I am dying cruelly in my love-smitten heart.

Coming out of Liverpool as the sun set
I begged my heart to stop but the train galloped on.
Everywhere I go and with whomever I leave myself wide open.

I write every poem as though it is my last poem,
expecting it to be my last. Often I’m duped into climbing down and living.
When I am unafraid then you really should worry.

I feel my eyes set deeply and painfully in my head.
Music keeps my empathy raw and lubricated, though I don’t care
that I am mortally pierced and will not survive.

I want my heart cold in a cold cage of a body in a cage.
I don’t imagine I will have the opportunity to regret it.
I have reached the very bottom darling and I know that you know it.

Because you won’t touch me I grow colder by the minute.
It is no-one’s fault that I am crawling around blind and dumb.
It is just my lot and I cannot find the strength or the cause to undo it.

So many empty beds.
Beds left alone and
beds climbed out of—your body still fighting the cold there.

I am going to book a hotel room in my own name.
The sun will come through the window when I am no longer there.
The sun will rise until it doesn’t.

The sun will set whether I rise or not.
Do the maths honey, nothing has ever been simpler.
There is constant pain I cannot manage and it won’t go away.

I call your number from the bench on the memorial park,
Pendle mounting fiercely in the background, and all the lights blinking.
Once there was a power-cut and I stared into the closed eye of the dark.

The police came this morning and threatened me.
They said nothing is so bad and they know what people like me do.
The policewoman went upstairs and talked to the kids.
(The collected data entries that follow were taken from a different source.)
//! Building function resolution.
//!
//! Turns a free-text hint ("Schulen", "Bürogebäude") into a ranked list of
//! function catalog codes. The resolver tries a similarity search over
//! precomputed description embeddings first and falls back to a fixed
//! keyword table.

mod keywords;
mod policy;
mod resolver;

use serde::{Deserialize, Serialize};

pub use keywords::{KEYWORD_CODES, keyword_codes};
pub use policy::SelectionPolicy;
pub use resolver::{FunctionResolution, FunctionResolver, ResolutionSource, ResolveError};

/// One entry of the building function catalog.
#[derive(Debug, Clone, PartialEq, Serialize, Deserialize)]
pub struct FunctionEntry {
    pub code: i64,
    pub name: String,
    #[serde(default)]
    pub description: String,
    /// Similarity to the hint; `1.0` for keyword matches, absent for lookups.
    #[serde(default, skip_serializing_if = "Option::is_none")]
    pub similarity_score: Option<f64>,
}

/// Which precomputed description embedding to search.
#[derive(Debug, Clone, Copy, PartialEq, Eq)]
pub enum EmbeddingVariant {
    Small,
    Large,
}

impl EmbeddingVariant {
    /// Picks the variant matching an embedding model name.
    ///
    /// Names containing `large` use the large embeddings, everything else the
    /// small ones.
    pub fn for_model(model: &str) -> Self {
        if model.to_lowercase().contains("large") {
            Self::Large
        } else {
            Self::Small
        }
    }

    /// Catalog column holding this variant's embeddings.
    pub fn column(&self) -> &'static str {
        match self {
            Self::Small => "description_embedding_small",
            Self::Large => "description_embedding_large",
        }
    }

    /// Vector index over this variant's embeddings.
    pub fn index_name(&self) -> &'static str {
        match self {
            Self::Small => "function_embeddings_small",
            Self::Large => "function_embeddings_large",
        }
    }
}

impl std::fmt::Display for EmbeddingVariant {
    fn fmt(&self, f: &mut std::fmt::Formatter<'_>) -> std::fmt::Result {
        match self {
            Self::Small => write!(f, "small"),
            Self::Large => write!(f, "large"),
        }
    }
}
//! Keyword fallback for function resolution.

/// Keyword stems and the catalog codes they stand for, checked in order.
pub const KEYWORD_CODES: &[(&str, &[i64])] = &[
    ("wohn", &[1000, 1010, 1020, 1100]),
    ("büro", &[2000, 2010]),
    ("industrie", &[2500, 2510]),
    ("schule", &[3000, 3010]),
    ("kirche", &[3200]),
    ("krankenhaus", &[3100]),
    ("hotel", &[2100]),
    ("geschäft", &[2300]),
    ("landwirtschaft", &[2700]),
];

/// Codes whose keyword stem occurs in `text`, case-insensitively.
///
/// Each code appears once, paired with the first keyword that produced it.
pub fn keyword_codes(text: &str) -> Vec<(&'static str, i64)> {
    let lowered = text.to_lowercase();
    let mut matches: Vec<(&'static str, i64)> = Vec::new();

    for (keyword, codes) in KEYWORD_CODES {
        if !lowered.contains(keyword) {
            continue;
        }
        for code in *codes {
            if !matches.iter().any(|(_, c)| c == code) {
                matches.push((*keyword, *code));
            }
        }
    }

    matches
}
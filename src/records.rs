//! Record collections as returned by the store.
//!
//! Stores answer either with a flat list of row objects or with a single row
//! wrapping a named list of them (`[{"buildings": [...]}]`). [`RecordSet`]
//! captures both so every consumer handles them the same way and writes back
//! the shape it was given.

use serde::{Serialize, Serializer};
use serde_json::{Map, Value};

use crate::geometry::{CENTROID_FIELD, GEOMETRY_FIELDS};

/// One row from the store. The schema is not known statically.
pub type Record = Map<String, Value>;

/// Key used when a flat collection has to be wrapped.
pub const DEFAULT_WRAP_KEY: &str = "buildings";

/// Records plus the shape they arrived in.
#[derive(Debug, Clone, PartialEq)]
pub enum RecordSet {
    /// `[record, record, ...]`
    Flat(Vec<Record>),
    /// `[{key: [record, ...], ..attachments}]`
    Wrapped {
        key: String,
        records: Vec<Record>,
        /// Sibling fields of the wrapped list, e.g. `statistics`.
        attachments: Record,
    },
}

impl Default for RecordSet {
    fn default() -> Self {
        Self::Flat(Vec::new())
    }
}

impl RecordSet {
    /// Normalizes raw store rows.
    ///
    /// A single object row holding a `buildings` list, or exactly one
    /// array-of-objects field and no geometry of its own, is the wrapped
    /// form; everything else is flat. Non-object rows are kept under
    /// a `value` field so nothing silently disappears.
    pub fn from_rows(rows: Vec<Value>) -> Self {
        if let [Value::Object(row)] = rows.as_slice()
            && let Some(key) = wrapped_key(row)
        {
            let mut attachments = row.clone();
            let records = match attachments.remove(&key) {
                Some(Value::Array(items)) => items.into_iter().filter_map(into_record).collect(),
                _ => Vec::new(),
            };
            return Self::Wrapped {
                key,
                records,
                attachments,
            };
        }

        Self::Flat(
            rows.into_iter()
                .map(|row| match row {
                    Value::Object(map) => map,
                    other => {
                        let mut map = Map::new();
                        map.insert("value".to_string(), other);
                        map
                    }
                })
                .collect(),
        )
    }

    pub fn records(&self) -> &[Record] {
        match self {
            Self::Flat(records) => records,
            Self::Wrapped { records, .. } => records,
        }
    }

    pub fn len(&self) -> usize {
        self.records().len()
    }

    pub fn is_empty(&self) -> bool {
        self.records().is_empty()
    }

    pub fn is_wrapped(&self) -> bool {
        matches!(self, Self::Wrapped { .. })
    }

    /// Replaces the records, keeping the shape (and attachments) of `self`.
    pub fn with_records(&self, records: Vec<Record>) -> Self {
        match self {
            Self::Flat(_) => Self::Flat(records),
            Self::Wrapped {
                key, attachments, ..
            } => Self::Wrapped {
                key: key.clone(),
                records,
                attachments: attachments.clone(),
            },
        }
    }

    /// Returns the wrapped form with `name` attached next to the records.
    ///
    /// Flat sets are wrapped under [`DEFAULT_WRAP_KEY`].
    pub fn wrap_with(self, name: &str, value: Value) -> Self {
        let (key, records, mut attachments) = match self {
            Self::Flat(records) => (DEFAULT_WRAP_KEY.to_string(), records, Map::new()),
            Self::Wrapped {
                key,
                records,
                attachments,
            } => (key, records, attachments),
        };
        attachments.insert(name.to_string(), value);
        Self::Wrapped {
            key,
            records,
            attachments,
        }
    }

    /// Looks up an attachment of a wrapped set.
    pub fn attachment(&self, name: &str) -> Option<&Value> {
        match self {
            Self::Flat(_) => None,
            Self::Wrapped { attachments, .. } => attachments.get(name),
        }
    }

    /// The store-shaped JSON value: a list of rows, or a one-element list
    /// holding the wrapper object.
    pub fn to_value(&self) -> Value {
        match self {
            Self::Flat(records) => {
                Value::Array(records.iter().cloned().map(Value::Object).collect())
            }
            Self::Wrapped {
                key,
                records,
                attachments,
            } => {
                let mut wrapper = attachments.clone();
                wrapper.insert(
                    key.clone(),
                    Value::Array(records.iter().cloned().map(Value::Object).collect()),
                );
                Value::Array(vec![Value::Object(wrapper)])
            }
        }
    }
}

impl Serialize for RecordSet {
    fn serialize<S: Serializer>(&self, serializer: S) -> Result<S::Ok, S::Error> {
        self.to_value().serialize(serializer)
    }
}

/// Finds the field of `row` that wraps the records.
///
/// A `buildings` list always wraps, even when empty. Otherwise the row must
/// not look like a record itself and must have exactly one non-empty list
/// made only of objects.
fn wrapped_key(row: &Record) -> Option<String> {
    if matches!(row.get(DEFAULT_WRAP_KEY), Some(Value::Array(_))) {
        return Some(DEFAULT_WRAP_KEY.to_string());
    }
    if looks_like_record(row) {
        return None;
    }

    let mut candidates = row.iter().filter(|(_, value)| match value {
        Value::Array(items) => !items.is_empty() && items.iter().all(Value::is_object),
        _ => false,
    });
    let (key, _) = candidates.next()?;
    if candidates.next().is_some() {
        return None;
    }
    Some(key.clone())
}

/// A row with an id or any geometry is a building, whatever lists it carries.
fn looks_like_record(row: &Record) -> bool {
    row.contains_key("id")
        || row.contains_key(CENTROID_FIELD)
        || GEOMETRY_FIELDS.iter().any(|field| row.contains_key(*field))
}

fn into_record(value: Value) -> Option<Record> {
    match value {
        Value::Object(map) => Some(map),
        _ => None,
    }
}

#[cfg(test)]
mod tests {
    use super::*;
    use serde_json::json;

    fn rows(value: Value) -> Vec<Value> {
        match value {
            Value::Array(items) => items,
            _ => panic!("expected array"),
        }
    }

    #[test]
    fn flat_rows_stay_flat() {
        let set = RecordSet::from_rows(rows(json!([{"id": "a"}, {"id": "b"}])));
        assert!(!set.is_wrapped());
        assert_eq!(set.len(), 2);
    }

    #[test]
    fn single_wrapper_row_is_detected() {
        let set = RecordSet::from_rows(rows(json!([
            {"buildings": [{"id": "a"}, {"id": "b"}], "district": "Pankow"}
        ])));

        assert!(set.is_wrapped());
        assert_eq!(set.len(), 2);
        assert_eq!(set.attachment("district"), Some(&json!("Pankow")));
    }

    #[test]
    fn single_flat_row_with_scalar_fields_is_flat() {
        let set = RecordSet::from_rows(rows(json!([{"id": "a", "floors_above": 3}])));
        assert!(!set.is_wrapped());
        assert_eq!(set.len(), 1);
    }

    #[test]
    fn empty_wrapped_list_is_still_wrapped() {
        let set = RecordSet::from_rows(rows(json!([{"buildings": []}])));
        assert!(set.is_wrapped());
        assert!(set.is_empty());
    }

    #[test]
    fn empty_list_field_on_a_plain_row_is_not_a_wrapper() {
        let set = RecordSet::from_rows(rows(json!([{"id": "a", "tags": []}])));
        assert!(!set.is_wrapped());
        assert_eq!(set.len(), 1);
    }

    #[test]
    fn two_list_fields_are_not_a_wrapper() {
        let set = RecordSet::from_rows(rows(json!([{"a": [{"x": 1}], "b": [{"y": 2}]}])));
        assert!(!set.is_wrapped());
        assert_eq!(set.len(), 1);
    }

    #[test]
    fn single_building_with_nested_list_stays_flat() {
        let set = RecordSet::from_rows(rows(json!([{
            "id": "b1",
            "centroid": "POINT(0 0)",
            "floors_above": 3,
            "functions": [{"code": 1000, "name": "Wohngebäude"}]
        }])));

        assert!(!set.is_wrapped());
        assert_eq!(set.len(), 1);
        assert_eq!(set.records()[0]["floors_above"], json!(3));

        let geometry_only = RecordSet::from_rows(rows(json!([{
            "geometry": "POLYGON((0 0, 1 0, 1 1, 0 0))",
            "functions": [{"code": 1000}]
        }])));
        assert!(!geometry_only.is_wrapped());
    }

    #[test]
    fn scalar_rows_are_kept_under_value() {
        let set = RecordSet::from_rows(rows(json!([42])));
        assert_eq!(set.records()[0]["value"], json!(42));
    }

    #[test]
    fn with_records_preserves_shape() {
        let wrapped = RecordSet::from_rows(rows(json!([{"items": [{"id": 1}, {"id": 2}], "note": "x"}])));
        let kept = wrapped.with_records(vec![wrapped.records()[1].clone()]);

        assert_eq!(kept.to_value(), json!([{"items": [{"id": 2}], "note": "x"}]));

        let flat = RecordSet::Flat(vec![]);
        assert!(!flat.with_records(vec![Map::new()]).is_wrapped());
    }

    #[test]
    fn wrap_with_uses_default_key_for_flat_sets() {
        let set = RecordSet::from_rows(rows(json!([{"id": 1}])));
        let wrapped = set.wrap_with("statistics", json!({"building_count": 1}));

        assert_eq!(
            wrapped.to_value(),
            json!([{"buildings": [{"id": 1}], "statistics": {"building_count": 1}}])
        );
    }

    #[test]
    fn serializes_in_store_shape() {
        let set = RecordSet::Flat(vec![]);
        assert_eq!(serde_json::to_value(&set).unwrap(), json!([]));
    }
}
use super::vote::VoteCounts;
use serde::{Deserialize, Serialize};

#[derive(Debug, Clone, PartialEq, Eq, Serialize, Deserialize)]
pub struct Comment {
    pub id: uuid::Uuid,
    pub need_id: uuid::Uuid,
    pub user_id: uuid::Uuid,
    pub content: String,
    pub parent_id: Option<uuid::Uuid>,
    pub created_at: chrono::DateTime<chrono::Utc>,
    pub upvotes: i32,
    pub downvotes: i32,
    pub deleted_at: Option<chrono::DateTime<chrono::Utc>>,
}

impl Comment {
    pub fn counts(&self) -> VoteCounts {
        VoteCounts::new(self.upvotes, self.downvotes)
    }

    pub fn is_deleted(&self) -> bool {
        self.deleted_at.is_some()
    }
}

#[derive(Debug, Clone, Serialize, Deserialize)]
pub struct NewComment {
    pub need_id: uuid::Uuid,
    pub parent_id: Option<uuid::Uuid>,
    pub content: String,
}

impl NewComment {
    pub fn into_comment(self, user_id: uuid::Uuid) -> Comment {
        Comment {
            id: uuid::Uuid::new_v4(),
            need_id: self.need_id,
            user_id,
            content: self.content,
            parent_id: self.parent_id,
            created_at: chrono::Utc::now(),
            upvotes: 0,
            downvotes: 0,
            deleted_at: None,
        }
    }
}
mod auth_bar;
mod comment_composer;
mod comment_thread;
mod error_display;
mod heat_badge;
mod loading_spinner;
mod need_composer;
mod report_button;
mod vote_buttons;

pub use auth_bar::AuthBar;
pub use comment_composer::CommentComposer;
pub use comment_thread::CommentThread;
pub use error_display::{error_message, ErrorDisplay};
pub use heat_badge::HeatBadge;
pub use loading_spinner::LoadingSpinner;
pub use need_composer::NeedComposer;
pub use report_button::ReportButton;
pub use vote_buttons::VoteButtons;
We are all very unhappy because I am lost in the dark and although you call out to me
my sense of direction blind is limited and useless.
I dig down into my hole like a wounded marsupial.

I bring food to my lips and want it and as soon as I taste it I don’t want it.
I come to you to kiss you and hold you but as soon as you are in my arms I back away.
I play a song and half way through I run myself through silence.

The police woman said is there not somewhere else I can go, to someone else.
She said her mother had bipolar and she put her through hell.
I had to bite my lip and look in the other direction.

The policeman said I need to see a doctor, need to be sensible and take the medication
my doctor prescribes me, that Sunday mornings are not the time to ring the police.
My husband says bipolar disorder doesn’t stop beyond nine to five.

The policeman stands over me aggressively, says it’s just a blip
that if I go walkabout he will issue a high risk missing person’s report,
he uses the word ‘daft’ half a dozen times.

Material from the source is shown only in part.